Building Enterprise File Transfer Processes that Improve Security, Compliance
Click here to download now
Overview: This whitepaper covers how IT departments can provide workers with file transfer technology that addresses security and compliance needs without putting an unreasonable burden on normal work processes and the ways people prefer to work. Information can be at risk of loss or exposure when it is being sent from one person to another, depending on the file transfer process that is used.
Email is the easiest and most common method used, but unfortunately, it is inherently insecure. FTP also is common, and not only is it insecure, but it’s hard for the average person to use. Some people choose to put unencrypted information on CD-ROMs and send them via courier. All three of these common file transfer processes – email, FTP and CD-ROMs – are risky, normally non-auditable and “non-compliant” with legislative mandates that dictate appropriate information handling procedures.

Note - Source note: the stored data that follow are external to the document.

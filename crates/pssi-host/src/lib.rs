mod error;
mod python;
mod stats;

pub use error::{HostError, Result};
pub use python::{PythonRunner, TaskOutput};
pub use stats::{CpuStats, DiskStats, HostStats, MemoryStats, NetworkStats, OsStats, StatsSummary};
use crate::provider::ProviderKind;
use thiserror::Error;

#[derive(Error, Debug)]
pub enum Error {
    #[error("{0}")]
    Validation(String),

    #[error("{0} is not configured. Please add API key.")]
    NotConfigured(ProviderKind),

    #[error("{message}")]
    Provider {
        provider: ProviderKind,
        status: u16,
        message: String,
    },

    #[error("Parse error: {0}")]
    ParseError(String),

    #[error("Request error: {0}")]
    Request(#[from] reqwest::Error),

    #[error("JSON error: {0}")]
    Json(#[from] serde_json::Error),

    #[error(transparent)]
    Other(#[from] anyhow::Error),
}

impl Error {
    /// Upstream HTTP status, when the provider answered at all.
    pub fn upstream_status(&self) -> Option<u16> {
        match self {
            Error::Provider { status, .. } => Some(*status),
            _ => None,
        }
    }
}

pub type Result<T> = std::result::Result<T, Error>;
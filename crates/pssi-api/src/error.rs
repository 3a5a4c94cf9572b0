use axum::{
    http::StatusCode,
    response::{IntoResponse, Response},
    Json,
};
use serde_json::{json, Map, Value};

/// JSON error response: a status code and an object body.
#[derive(Debug, Clone)]
pub struct ApiError {
    pub status: StatusCode,
    pub body: Map<String, Value>,
}

impl ApiError {
    pub fn new(status: StatusCode, error: impl Into<String>) -> Self {
        let mut body = Map::new();
        body.insert("error".to_string(), Value::String(error.into()));
        Self { status, body }
    }

    pub fn bad_request(error: impl Into<String>) -> Self {
        Self::new(StatusCode::BAD_REQUEST, error)
    }

    pub fn not_found(error: impl Into<String>) -> Self {
        Self::new(StatusCode::NOT_FOUND, error)
    }

    pub fn unavailable(error: impl Into<String>) -> Self {
        Self::new(StatusCode::SERVICE_UNAVAILABLE, error)
    }

    /// Processing failure: `{success: false, error}` with 500.
    pub fn internal(error: impl Into<String>) -> Self {
        Self::new(StatusCode::INTERNAL_SERVER_ERROR, error).with("success", json!(false))
    }

    pub fn with(mut self, key: &str, value: Value) -> Self {
        self.body.insert(key.to_string(), value);
        self
    }

    pub fn message(&self) -> &str {
        self.body
            .get("error")
            .and_then(Value::as_str)
            .unwrap_or_default()
    }
}

impl IntoResponse for ApiError {
    fn into_response(self) -> Response {
        (self.status, Json(Value::Object(self.body))).into_response()
    }
}

impl From<pssi_ai::Error> for ApiError {
    fn from(e: pssi_ai::Error) -> Self {
        match e {
            pssi_ai::Error::Validation(message) => ApiError::bad_request(message),
            pssi_ai::Error::NotConfigured(_) => ApiError::unavailable(e.to_string()),
            other => {
                tracing::error!("AI request failed: {}", other);
                ApiError::internal(other.to_string())
            }
        }
    }
}

impl From<pssi_core::Error> for ApiError {
    fn from(e: pssi_core::Error) -> Self {
        match e {
            pssi_core::Error::TaskNotFound(_) => ApiError::not_found("Task not found"),
            pssi_core::Error::EmptyDescription => ApiError::bad_request(e.to_string()),
            other => {
                tracing::error!("Task automation failed: {}", other);
                ApiError::internal(other.to_string())
            }
        }
    }
}

impl From<pssi_github::Error> for ApiError {
    fn from(e: pssi_github::Error) -> Self {
        match e {
            pssi_github::Error::InvalidAction(_) => ApiError::bad_request("Invalid action"),
            other => {
                tracing::error!("Source control request failed: {}", other);
                ApiError::internal(other.to_string())
            }
        }
    }
}

impl From<pssi_host::HostError> for ApiError {
    fn from(e: pssi_host::HostError) -> Self {
        tracing::error!("Host operation failed: {}", e);
        ApiError::internal(e.to_string())
    }
}

pub type ApiResult<T> = std::result::Result<T, ApiError>;

#[cfg(test)]
mod tests {
    use super::*;
    use pssi_ai::ProviderKind;

    #[test]
    fn test_internal_error_shape() {
        let err = ApiError::internal("boom");
        assert_eq!(err.status, StatusCode::INTERNAL_SERVER_ERROR);
        assert_eq!(Value::Object(err.body), json!({"success": false, "error": "boom"}));
    }

    #[test]
    fn test_ai_error_mapping() {
        let validation: ApiError = pssi_ai::Error::Validation("Prompt is required".into()).into();
        assert_eq!(validation.status, StatusCode::BAD_REQUEST);
        assert_eq!(validation.message(), "Prompt is required");

        let missing: ApiError = pssi_ai::Error::NotConfigured(ProviderKind::Gemini).into();
        assert_eq!(missing.status, StatusCode::SERVICE_UNAVAILABLE);

        let upstream: ApiError = pssi_ai::Error::Provider {
            provider: ProviderKind::OpenAI,
            status: 429,
            message: "Rate limit reached".into(),
        }
        .into();
        assert_eq!(upstream.status, StatusCode::INTERNAL_SERVER_ERROR);
        assert_eq!(upstream.message(), "Rate limit reached");
    }

    #[tokio::test]
    async fn test_host_error_is_internal() {
        let join_error = tokio::spawn(async { panic!("sensor read crashed") })
            .await
            .unwrap_err();
        let err: ApiError = pssi_host::HostError::from(join_error).into();

        assert_eq!(err.status, StatusCode::INTERNAL_SERVER_ERROR);
        assert_eq!(err.body["success"], false);
        assert!(err.message().starts_with("Stats collection failed"));
    }

    #[test]
    fn test_task_not_found_mapping() {
        let err: ApiError = pssi_core::Error::TaskNotFound("task_1".into()).into();
        assert_eq!(err.status, StatusCode::NOT_FOUND);
        assert_eq!(Value::Object(err.body), json!({"error": "Task not found"}));
    }
}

Protecting data is a matter of observing how and when the data is at risk, and finding appropriate methods to mitigate those risks. Mandates such as the Sarbanes-Oxley Act (SOX), the Health Insurance Portability and Accountability Act (HIPAA), the Graham-Leach-Bliley Act (GLBA), and others provide guidelines on what companies can or must do with the information they handle. Where electronic business records are concerned, it is incumbent on the IT department to take those guidelines and implement appropriate business and technology measures to ensure compliance with the legislative mandates as well as corporate policies.